§ TASK STATEMENT
Each of the entries should be retyped precisely as it appears.

•••••

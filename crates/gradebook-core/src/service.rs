//! The [`Gradebook`] service facade the HTTP layer talks to.
//!
//! Validates inputs, turns absent rows into typed not-found errors, and
//! delegates every mutation to one atomic [`RosterStore`] call.

use std::sync::Arc;

use uuid::Uuid;
use validator::Validate;

use crate::{
  Error, Result,
  closing::TermResult,
  evaluation::{Evaluation, Grade, NewEvaluation, NewGrade},
  roster::{Course, Enrollment, NewCourse, NewProfessor, NewStudent, Professor, Student},
  session::{NewSession, SessionDetail},
  store::{Deadline, RosterStore},
};

/// Service facade over a [`RosterStore`].
///
/// Cloning is cheap; the store is reference-counted.
pub struct Gradebook<S> {
  store:    Arc<S>,
  /// Passed to every mutating store call.
  deadline: Deadline,
}

impl<S> Clone for Gradebook<S> {
  fn clone(&self) -> Self {
    Self { store: Arc::clone(&self.store), deadline: self.deadline }
  }
}

/// Convert a backend result into a core result, logging the failure.
fn lift<T, E: Into<Error>>(result: std::result::Result<T, E>) -> Result<T> {
  result.map_err(|e| {
    let err: Error = e.into();
    if err.is_internal() {
      tracing::error!(error = %err, "store operation failed");
    } else {
      tracing::debug!(error = %err, "request rejected");
    }
    err
  })
}

impl<S: RosterStore> Gradebook<S> {
  pub fn new(store: Arc<S>) -> Self { Self { store, deadline: Deadline::NONE } }

  /// A handle over the same store whose writes refuse to commit after
  /// `deadline`.
  pub fn with_deadline(&self, deadline: Deadline) -> Self {
    Self { store: Arc::clone(&self.store), deadline }
  }

  // ── Professors ────────────────────────────────────────────────────────────

  pub async fn register_professor(&self, input: NewProfessor) -> Result<Professor> {
    input.validate()?;
    let professor = lift(self.store.add_professor(input, self.deadline).await)?;
    tracing::info!(professor_id = %professor.professor_id, "professor registered");
    Ok(professor)
  }

  pub async fn professor(&self, id: Uuid) -> Result<Professor> {
    lift(self.store.get_professor(id).await)?.ok_or(Error::ProfessorNotFound(id))
  }

  pub async fn professor_by_email(&self, email: &str) -> Result<Professor> {
    lift(self.store.find_professor_by_email(email.to_owned()).await)?
      .ok_or_else(|| Error::ProfessorEmailNotFound(email.to_owned()))
  }

  pub async fn remove_professor(&self, id: Uuid) -> Result<()> {
    lift(self.store.remove_professor(id, self.deadline).await)?;
    tracing::info!(professor_id = %id, "professor removed");
    Ok(())
  }

  // ── Students ──────────────────────────────────────────────────────────────

  pub async fn add_student(&self, input: NewStudent) -> Result<Student> {
    input.validate()?;
    let student = lift(self.store.add_student(input, self.deadline).await)?;
    tracing::info!(student_id = %student.student_id, "student registered");
    Ok(student)
  }

  pub async fn student(&self, id: Uuid) -> Result<Student> {
    lift(self.store.get_student(id).await)?.ok_or(Error::StudentNotFound(id))
  }

  pub async fn set_student_active(&self, id: Uuid, active: bool) -> Result<Student> {
    let student = lift(self.store.set_student_active(id, active, self.deadline).await)?;
    tracing::info!(student_id = %id, active, "student status changed");
    Ok(student)
  }

  pub async fn remove_student(&self, id: Uuid) -> Result<()> {
    lift(self.store.remove_student(id, self.deadline).await)?;
    tracing::info!(student_id = %id, "student removed");
    Ok(())
  }

  // ── Courses ───────────────────────────────────────────────────────────────

  pub async fn add_course(&self, professor_id: Uuid, input: NewCourse) -> Result<Course> {
    input.validate()?;
    let course = lift(self.store.add_course(professor_id, input, self.deadline).await)?;
    tracing::info!(course_id = %course.course_id, %professor_id, "course created");
    Ok(course)
  }

  pub async fn course(&self, id: Uuid) -> Result<Course> {
    lift(self.store.get_course(id).await)?.ok_or(Error::CourseNotFound(id))
  }

  pub async fn courses(&self, professor_id: Uuid) -> Result<Vec<Course>> {
    lift(self.store.list_courses(professor_id).await)
  }

  // ── Enrollments ───────────────────────────────────────────────────────────

  pub async fn enroll(&self, course_id: Uuid, student_id: Uuid) -> Result<Enrollment> {
    let enrollment = lift(self.store.enroll(course_id, student_id, self.deadline).await)?;
    tracing::info!(%course_id, %student_id, "student enrolled");
    Ok(enrollment)
  }

  pub async fn unenroll(&self, course_id: Uuid, student_id: Uuid) -> Result<()> {
    lift(self.store.unenroll(course_id, student_id, self.deadline).await)?;
    tracing::info!(%course_id, %student_id, "student unenrolled");
    Ok(())
  }

  pub async fn enrollments(&self, course_id: Uuid) -> Result<Vec<Enrollment>> {
    lift(self.store.list_enrollments(course_id).await)
  }

  // ── Sessions ──────────────────────────────────────────────────────────────

  pub async fn create_session(&self, course_id: Uuid, input: NewSession) -> Result<SessionDetail> {
    input.validate()?;
    let detail = lift(self.store.create_session(course_id, input, self.deadline).await)?;
    tracing::info!(
      %course_id,
      session_id = %detail.session.session_id,
      hours = detail.session.hours,
      present = detail.present_count(),
      "class session registered"
    );
    Ok(detail)
  }

  pub async fn sessions(&self, course_id: Uuid) -> Result<Vec<SessionDetail>> {
    lift(self.store.list_sessions(course_id).await)
  }

  pub async fn session(&self, id: Uuid) -> Result<SessionDetail> {
    lift(self.store.get_session(id).await)?.ok_or(Error::SessionNotFound(id))
  }

  // ── Evaluations & grades ──────────────────────────────────────────────────

  pub async fn add_evaluation(&self, course_id: Uuid, input: NewEvaluation) -> Result<Evaluation> {
    input.validate()?;
    let evaluation = lift(self.store.add_evaluation(course_id, input, self.deadline).await)?;
    tracing::info!(%course_id, evaluation_id = %evaluation.evaluation_id, "evaluation added");
    Ok(evaluation)
  }

  pub async fn evaluations(&self, course_id: Uuid) -> Result<Vec<Evaluation>> {
    lift(self.store.list_evaluations(course_id).await)
  }

  pub async fn record_grades(
    &self,
    course_id: Uuid,
    evaluation_id: Uuid,
    grades: Vec<NewGrade>,
  ) -> Result<Vec<Grade>> {
    for grade in &grades {
      grade.validate()?;
    }
    let recorded =
      lift(self.store.record_grades(course_id, evaluation_id, grades, self.deadline).await)?;
    tracing::info!(%course_id, %evaluation_id, count = recorded.len(), "grades recorded");
    Ok(recorded)
  }

  pub async fn grades(&self, course_id: Uuid, evaluation_id: Uuid) -> Result<Vec<Grade>> {
    lift(self.store.list_grades(course_id, evaluation_id).await)
  }

  // ── Term closing ──────────────────────────────────────────────────────────

  pub async fn close_term(&self, course_id: Uuid) -> Result<Vec<TermResult>> {
    let results = lift(self.store.close_term(course_id, self.deadline).await)?;
    let passed = results.iter().filter(|r| r.passed).count();
    tracing::info!(%course_id, students = results.len(), passed, "term closed");
    Ok(results)
  }

  pub async fn term_results(&self, course_id: Uuid) -> Result<Vec<TermResult>> {
    lift(self.store.list_term_results(course_id).await)
  }
}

•••••

§ WRITTEN SOLUTION
filename crates/gradebook-core/src/service.rs
//! The [`Gradebook`] service facade the HTTP layer talks to.
//!
//! Validates inputs, turns absent rows into typed not-found errors, and
//! delegates every mutation to one atomic [`RosterStore`] call.

use std::sync::Arc;

use uuid::Uuid;
use validator::Validate;

use crate::{
  Error, Result,
  closing::TermResult,
  evaluation::{Evaluation, Grade, NewEvaluation, NewGrade},
  roster::{Course, Enrollment, NewCourse, NewProfessor, NewStudent, Professor, Student},
  session::{NewSession, SessionDetail},
  store::{Deadline, RosterStore},
};

/// Service facade over a [`RosterStore`].
///
/// Cloning is cheap; the store is reference-counted.
pub struct Gradebook<S> {
  store:    Arc<S>,
  /// Passed to every mutating store call.
  deadline: Deadline,
}

impl<S> Clone for Gradebook<S> {
  fn clone(&self) -> Self {
    Self { store: Arc::clone(&self.store), deadline: self.deadline }
  }
}

/// Convert a backend result into a core result, logging the failure.
fn lift<T, E: Into<Error>>(result: std::result::Result<T, E>) -> Result<T> {
  result.map_err(|e| {
    let err: Error = e.into();
    if err.is_internal() {
      tracing::error!(error = %err, "store operation failed");
    } else {
      tracing::debug!(error = %err, "request rejected");
    }
    err
  })
}

impl<S: RosterStore> Gradebook<S> {
  pub fn new(store: Arc<S>) -> Self { Self { store, deadline: Deadline::NONE } }

  /// A handle over the same store whose writes refuse to commit after
  /// `deadline`.
  pub fn with_deadline(&self, deadline: Deadline) -> Self {
    Self { store: Arc::clone(&self.store), deadline }
  }

  // ── Professors ────────────────────────────────────────────────────────────

  pub async fn register_professor(&self, input: NewProfessor) -> Result<Professor> {
    input.validate()?;
    let professor = lift(self.store.add_professor(input, self.deadline).await)?;
    tracing::info!(professor_id = %professor.professor_id, "professor registered");
    Ok(professor)
  }

  pub async fn professor(&self, id: Uuid) -> Result<Professor> {
    lift(self.store.get_professor(id).await)?.ok_or(Error::ProfessorNotFound(id))
  }

  pub async fn professor_by_email(&self, email: &str) -> Result<Professor> {
    lift(self.store.find_professor_by_email(email.to_owned()).await)?
      .ok_or_else(|| Error::ProfessorEmailNotFound(email.to_owned()))
  }

  pub async fn remove_professor(&self, id: Uuid) -> Result<()> {
    lift(self.store.remove_professor(id, self.deadline).await)?;
    tracing::info!(professor_id = %id, "professor removed");
    Ok(())
  }

  // ── Students ──────────────────────────────────────────────────────────────

  pub async fn add_student(&self, input: NewStudent) -> Result<Student> {
    input.validate()?;
    let student = lift(self.store.add_student(input, self.deadline).await)?;
    tracing::info!(student_id = %student.student_id, "student registered");
    Ok(student)
  }

  pub async fn student(&self, id: Uuid) -> Result<Student> {
    lift(self.store.get_student(id).await)?.ok_or(Error::StudentNotFound(id))
  }

  pub async fn set_student_active(&self, id: Uuid, active: bool) -> Result<Student> {
    let student = lift(self.store.set_student_active(id, active, self.deadline).await)?;
    tracing::info!(student_id = %id, active, "student status changed");
    Ok(student)
  }

  pub async fn remove_student(&self, id: Uuid) -> Result<()> {
    lift(self.store.remove_student(id, self.deadline).await)?;
    tracing::info!(student_id = %id, "student removed");
    Ok(())
  }

  // ── Courses ───────────────────────────────────────────────────────────────

  pub async fn add_course(&self, professor_id: Uuid, input: NewCourse) -> Result<Course> {
    input.validate()?;
    let course = lift(self.store.add_course(professor_id, input, self.deadline).await)?;
    tracing::info!(course_id = %course.course_id, %professor_id, "course created");
    Ok(course)
  }

  pub async fn course(&self, id: Uuid) -> Result<Course> {
    lift(self.store.get_course(id).await)?.ok_or(Error::CourseNotFound(id))
  }

  pub async fn courses(&self, professor_id: Uuid) -> Result<Vec<Course>> {
    lift(self.store.list_courses(professor_id).await)
  }

  // ── Enrollments ───────────────────────────────────────────────────────────

  pub async fn enroll(&self, course_id: Uuid, student_id: Uuid) -> Result<Enrollment> {
    let enrollment = lift(self.store.enroll(course_id, student_id, self.deadline).await)?;
    tracing::info!(%course_id, %student_id, "student enrolled");
    Ok(enrollment)
  }

  pub async fn unenroll(&self, course_id: Uuid, student_id: Uuid) -> Result<()> {
    lift(self.store.unenroll(course_id, student_id, self.deadline).await)?;
    tracing::info!(%course_id, %student_id, "student unenrolled");
    Ok(())
  }

  pub async fn enrollments(&self, course_id: Uuid) -> Result<Vec<Enrollment>> {
    lift(self.store.list_enrollments(course_id).await)
  }

  // ── Sessions ──────────────────────────────────────────────────────────────

  pub async fn create_session(&self, course_id: Uuid, input: NewSession) -> Result<SessionDetail> {
    input.validate()?;
    let detail = lift(self.store.create_session(course_id, input, self.deadline).await)?;
    tracing::info!(
      %course_id,
      session_id = %detail.session.session_id,
      hours = detail.session.hours,
      present = detail.present_count(),
      "class session registered"
    );
    Ok(detail)
  }

  pub async fn sessions(&self, course_id: Uuid) -> Result<Vec<SessionDetail>> {
    lift(self.store.list_sessions(course_id).await)
  }

  pub async fn session(&self, id: Uuid) -> Result<SessionDetail> {
    lift(self.store.get_session(id).await)?.ok_or(Error::SessionNotFound(id))
  }

  // ── Evaluations & grades ──────────────────────────────────────────────────

  pub async fn add_evaluation(&self, course_id: Uuid, input: NewEvaluation) -> Result<Evaluation> {
    input.validate()?;
    let evaluation = lift(self.store.add_evaluation(course_id, input, self.deadline).await)?;
    tracing::info!(%course_id, evaluation_id = %evaluation.evaluation_id, "evaluation added");
    Ok(evaluation)
  }

  pub async fn evaluations(&self, course_id: Uuid) -> Result<Vec<Evaluation>> {
    lift(self.store.list_evaluations(course_id).await)
  }

  pub async fn record_grades(
    &self,
    course_id: Uuid,
    evaluation_id: Uuid,
    grades: Vec<NewGrade>,
  ) -> Result<Vec<Grade>> {
    for grade in &grades {
      grade.validate()?;
    }
    let recorded =
      lift(self.store.record_grades(course_id, evaluation_id, grades, self.deadline).await)?;
    tracing::info!(%course_id, %evaluation_id, count = recorded.len(), "grades recorded");
    Ok(recorded)
  }

  pub async fn grades(&self, course_id: Uuid, evaluation_id: Uuid) -> Result<Vec<Grade>> {
    lift(self.store.list_grades(course_id, evaluation_id).await)
  }

  // ── Term closing ──────────────────────────────────────────────────────────

  pub async fn close_term(&self, course_id: Uuid) -> Result<Vec<TermResult>> {
    let results = lift(self.store.close_term(course_id, self.deadline).await)?;
    let passed = results.iter().filter(|r| r.passed).count();
    tracing::info!(%course_id, students = results.len(), passed, "term closed");
    Ok(results)
  }

  pub async fn term_results(&self, course_id: Uuid) -> Result<Vec<TermResult>> {
    lift(self.store.list_term_results(course_id).await)
  }
}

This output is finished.